According to China’s trade ministry, the amount of goods and services traded with countries along the One Belt, One Road route in 2015 was US$ 995bn, representing around a quarter of China’s trading volume. Within a decade, bilateral trade is expected to increase to more than US$ 2.5trn.

The Silk Road initiative also offers opportunities for Europe: expansion of infrastructure in Eurasia will open up new markets and lower transportation costs for businesses. And major contracts are likely to be available to both Chinese and European companies.

But as well as opportunities, there are also risks. The Fitch ratings agency warns that the creditworthiness of many countries along the New Silk Road is rated as extremely low. This includes crisis areas such as Afghanistan, Iraq, Yemen, and Syria, as well as Laos, Tajikistan, Kyrgyzstan, Armenia and many others. According to Fitch, this significantly raises the risks for Chinese banks that are financing parts of the project.

Of course, we are a long way yet from full realisation of the project. However, the decision by US President Donald Trump to pull out of the Trans-Pacific Partnership (TPP) could give new impetus to the One Belt, One Road project. It could lead to a new level of understanding between China and other South East Asian states that are key figures along the Maritime Silk Road.

While this means that the USA is taking a step in the direction of protectionism, China is endeavouring to position itself as a pioneer and supporter of globalisation and liberalisation of global trade. This is a development that could benefit many classes of insurance. The more than 60 countries that are to be connected by land and sea, together with their 4.4 billion inhabitants, are for the most part developing markets with great economic potential. This could throw a new focus on both Chinese and other insurance markets concerned – particularly in the area of marine insurance.

The New Silk Road could provide a boost for international trade

China‘s „One Belt, One Road“ project is a sort of modern Silk Road with a huge investment in railway lines, pipelines and ports. This could provide a boost for international trade. More Insurance density in many countries along the New Silk Road is low.
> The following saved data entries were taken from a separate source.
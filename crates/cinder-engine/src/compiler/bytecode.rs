// This Source Code Form is subject to the terms of the Mozilla Public
// License, v. 2.0. If a copy of the MPL was not distributed with this
// file, You can obtain one at https://mozilla.org/MPL/2.0/.
//
// Copyright (c) 2025 Pegasus Heavy Industries, LLC

//! Bytecode definitions.
//!
//! The stack holds two kinds of entries: values and completion records.
//! Statement code always leaves exactly one completion; expression code
//! always leaves exactly one value.

use super::completion::{CompletionKind, LabelSet};
use super::helpers::Helper;
use crate::ir::{Operand, Temporary, Variable};
use serde::{Deserialize, Serialize};
use std::fmt;

/// A symbolic jump target, resolved to an offset when its unit is finished.
#[derive(Debug, Clone, Copy, PartialEq, Eq, Hash, Serialize, Deserialize)]
pub struct Label(pub(crate) u32);

impl Label {
    pub fn index(self) -> usize {
        self.0 as usize
    }
}

impl fmt::Display for Label {
    fn fmt(&self, f: &mut fmt::Formatter<'_>) -> fmt::Result {
        write!(f, "L{}", self.0)
    }
}

/// Index of a compiled unit in its artifact.
#[derive(Debug, Clone, Copy, PartialEq, Eq, Hash, Serialize, Deserialize)]
pub struct UnitId(pub(crate) u32);

impl UnitId {
    pub fn index(self) -> usize {
        self.0 as usize
    }
}

/// Index of a function in its artifact's function table.
#[derive(Debug, Clone, Copy, PartialEq, Eq, Hash, Serialize, Deserialize)]
pub struct FunctionId(pub(crate) u32);

impl FunctionId {
    pub fn index(self) -> usize {
        self.0 as usize
    }
}

/// Index into a unit's operand table.
#[derive(Debug, Clone, Copy, PartialEq, Eq, Hash, Serialize, Deserialize)]
pub struct OperandIndex(pub(crate) u16);

impl OperandIndex {
    pub fn index(self) -> usize {
        self.0 as usize
    }
}

/// The construct a compiled unit was produced for. Unit names are the role
/// tag followed by a per-role counter, e.g. `Then_0`.
#[derive(Debug, Clone, Copy, PartialEq, Eq, Hash, Serialize, Deserialize)]
pub enum Role {
    Program,
    Function,
    Then,
    Else,
    Body,
    Case,
    Default,
    Catch,
    Finally,
}

impl Role {
    pub const ALL: [Role; 9] = [
        Role::Program,
        Role::Function,
        Role::Then,
        Role::Else,
        Role::Body,
        Role::Case,
        Role::Default,
        Role::Catch,
        Role::Finally,
    ];

    pub fn tag(self) -> &'static str {
        match self {
            Role::Program => "Program",
            Role::Function => "Function",
            Role::Then => "Then",
            Role::Else => "Else",
            Role::Body => "Body",
            Role::Case => "Case",
            Role::Default => "Default",
            Role::Catch => "Catch",
            Role::Finally => "Finally",
        }
    }
}

/// A single instruction.
#[derive(Debug, Clone, PartialEq, Serialize, Deserialize)]
pub enum Instruction {
    // ------------------------------------------------------------------
    // Operands and bindings
    // ------------------------------------------------------------------
    /// Push the value of an operand.
    Load(OperandIndex),
    /// Assign the top value to a variable operand, leaving it on the stack.
    Store { variable: OperandIndex, strict: bool },
    /// Pop into a temporary.
    StoreTemp(Temporary),
    /// Push the context's this-binding.
    LoadThis,
    /// Push `typeof name`, which is "undefined" for unresolvable names.
    TypeOfVariable(OperandIndex),
    /// Push the result of `delete name`.
    DeleteVariable(OperandIndex),
    /// Hoisted `var`: bind to undefined unless already bound.
    DeclareVariable(OperandIndex),
    /// Pop into a binding of the current environment, creating it if needed.
    InitializeBinding(OperandIndex),
    /// Push a new function object closing over the current environment.
    MakeClosure(FunctionId),

    // ------------------------------------------------------------------
    // Stack shuffling
    // ------------------------------------------------------------------
    Pop,
    /// Duplicate the top entry.
    Dup,
    /// Duplicate the top two entries.
    Dup2,
    /// Swap the top two entries.
    Swap,
    Nop,

    // ------------------------------------------------------------------
    // Control flow
    // ------------------------------------------------------------------
    Jump(Label),
    /// Pop a value; jump if it is falsy.
    JumpIfFalse(Label),
    /// Pop a value; jump if it is truthy.
    JumpIfTrue(Label),
    /// Run another unit against the current context and push its completion.
    InvokeUnit(UnitId),
    /// Run a runtime helper.
    CallHelper(Helper),
    /// Pop a value into a fresh scope binding `name`.
    EnterCatchScope(OperandIndex),
    /// Leave the innermost catch scope.
    ExitScope,
    /// Advance a for-in cursor: push the next key still present on the
    /// object, or jump when exhausted. The key array lives in `keys`, the
    /// cursor in the slot after it and the enumerated object after that.
    ForInStep { keys: Temporary, exhausted: Label },

    // ------------------------------------------------------------------
    // Completion records
    // ------------------------------------------------------------------
    /// Push NORMAL with no value.
    NormalCompletion,
    /// Pop a value; push NORMAL carrying it.
    ValueCompletion,
    BreakCompletion(Option<String>),
    ContinueCompletion(Option<String>),
    /// Pop a value; push RETURN carrying it.
    ReturnCompletion,
    /// Pop a value; push THROW carrying it.
    ThrowCompletion,
    /// Jump if the top completion is not NORMAL. Does not pop.
    JumpIfAbrupt(Label),
    /// Jump if the top completion has the given kind. Does not pop.
    JumpIfKind(CompletionKind, Label),
    /// Jump unless the top completion has the given kind. Does not pop.
    JumpIfNotKind(CompletionKind, Label),
    /// Jump if the top completion is a BREAK this label set handles.
    JumpIfBreaksHere { labels: LabelSet, target: Label },
    /// Jump if the top completion is a CONTINUE this label set handles.
    JumpIfContinuesHere { labels: LabelSet, target: Label },
    /// Pop a completion and the accumulator below it; push NORMAL with the
    /// newer value, or the accumulator's if the newer one is empty.
    MergeCompletion,
    /// Turn a BREAK aimed at one of these labels into NORMAL.
    ConsumeBreak(LabelSet),
    /// Pop a completion; push its value, or undefined.
    UnwrapCompletion,
}

impl Instruction {
    /// The jump target, if this instruction can branch.
    pub fn jump_target(&self) -> Option<Label> {
        match self {
            Instruction::Jump(label)
            | Instruction::JumpIfFalse(label)
            | Instruction::JumpIfTrue(label)
            | Instruction::JumpIfAbrupt(label)
            | Instruction::JumpIfKind(_, label)
            | Instruction::JumpIfNotKind(_, label) => Some(*label),
            Instruction::ForInStep { exhausted, .. } => Some(*exhausted),
            Instruction::JumpIfBreaksHere { target, .. }
            | Instruction::JumpIfContinuesHere { target, .. } => Some(*target),
            _ => None,
        }
    }

    /// The unit this instruction invokes, if any.
    pub fn invoked_unit(&self) -> Option<UnitId> {
        match self {
            Instruction::InvokeUnit(unit) => Some(*unit),
            _ => None,
        }
    }
}

/// A self-contained, separately invocable chunk of code produced from one
/// syntactic body.
#[derive(Debug, Clone, PartialEq, Serialize, Deserialize)]
pub struct CompiledUnit {
    /// Unique name within the artifact
    pub name: String,
    pub role: Role,
    pub strict: bool,
    pub instructions: Vec<Instruction>,
    /// Operands referenced by index from the instructions
    pub operands: Vec<Operand>,
    /// Resolved offset of every label
    pub labels: Vec<usize>,
    /// Size of the per-invocation temporary area
    pub temp_count: u16,
}

impl CompiledUnit {
    pub fn operand(&self, index: OperandIndex) -> Option<&Operand> {
        self.operands.get(index.index())
    }

    /// Offset a label resolved to.
    pub fn label_offset(&self, label: Label) -> Option<usize> {
        self.labels.get(label.index()).copied()
    }

    /// Every variable this unit's operands read.
    pub fn used_variables(&self) -> Vec<&Variable> {
        let mut out = Vec::new();
        for operand in &self.operands {
            operand.add_used_variables(&mut out);
        }
        out
    }

    /// Units invoked directly from this one, in emission order.
    pub fn invoked_units(&self) -> impl Iterator<Item = UnitId> + '_ {
        self.instructions.iter().filter_map(Instruction::invoked_unit)
    }
}

/// Metadata for a compiled function.
#[derive(Debug, Clone, PartialEq, Serialize, Deserialize)]
pub struct FunctionInfo {
    /// The unit holding the function body
    pub unit: UnitId,
    pub name: Option<String>,
    pub params: Vec<String>,
    pub strict: bool,
    /// Named function expressions bind their own name in a scope between
    /// the closure and the captured environment.
    pub self_binding: bool,
}

/// The result of compiling one program: every unit plus the function table.
#[derive(Debug, Clone, PartialEq, Serialize, Deserialize)]
pub struct Artifact {
    pub entry: UnitId,
    pub units: Vec<CompiledUnit>,
    pub functions: Vec<FunctionInfo>,
}

impl Artifact {
    pub fn unit(&self, id: UnitId) -> Option<&CompiledUnit> {
        self.units.get(id.index())
    }

    pub fn entry_unit(&self) -> Option<&CompiledUnit> {
        self.unit(self.entry)
    }

    pub fn unit_by_name(&self, name: &str) -> Option<&CompiledUnit> {
        self.units.iter().find(|unit| unit.name == name)
    }

    pub fn function(&self, id: FunctionId) -> Option<&FunctionInfo> {
        self.functions.get(id.index())
    }

    /// Units with the given role, in creation order.
    pub fn units_with_role(&self, role: Role) -> impl Iterator<Item = &CompiledUnit> + '_ {
        self.units.iter().filter(move |unit| unit.role == role)
    }
}

#[cfg(test)]
mod tests {
    use super::*;

    #[test]
    fn test_jump_targets() {
        let label = Label(3);
        assert_eq!(Instruction::Jump(label).jump_target(), Some(label));
        assert_eq!(
            Instruction::JumpIfBreaksHere {
                labels: LabelSet::default(),
                target: label
            }
            .jump_target(),
            Some(label)
        );
        assert_eq!(Instruction::Pop.jump_target(), None);
    }

    #[test]
    fn test_role_tags_are_distinct() {
        let mut tags: Vec<_> = Role::ALL.iter().map(|role| role.tag()).collect();
        tags.sort();
        tags.dedup();
        assert_eq!(tags.len(), Role::ALL.len());
    }
}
During the rapid phases of economic growth in the country, the Chinese marine insurance market had already expanded to become the world’s second-largest market for cargo insurance, and the world’s largest market for marine hull insurance. Because of the fall in trading volumes as a result of the deceleration of the Chinese economy and increasing competition, cargo insurers have also experienced a fall in premium volume in China since 2014.

Most of the countries along the New Silk Road have an insurance penetration rate of less than 1%. Taken together, they comprised 15.5% of global property-casualty premium in 2016. Excluding China, this figure was only 6.6%. For marine, aviation and transport insurance, the global share of almost 20% in 2016 was somewhat higher, but still much lower than the share of global GDP. Therefore, the Asian insurance markets offer considerable catch-up potential. Asia is, and remains, the main growth region for the insurance industry – including in marine insurance.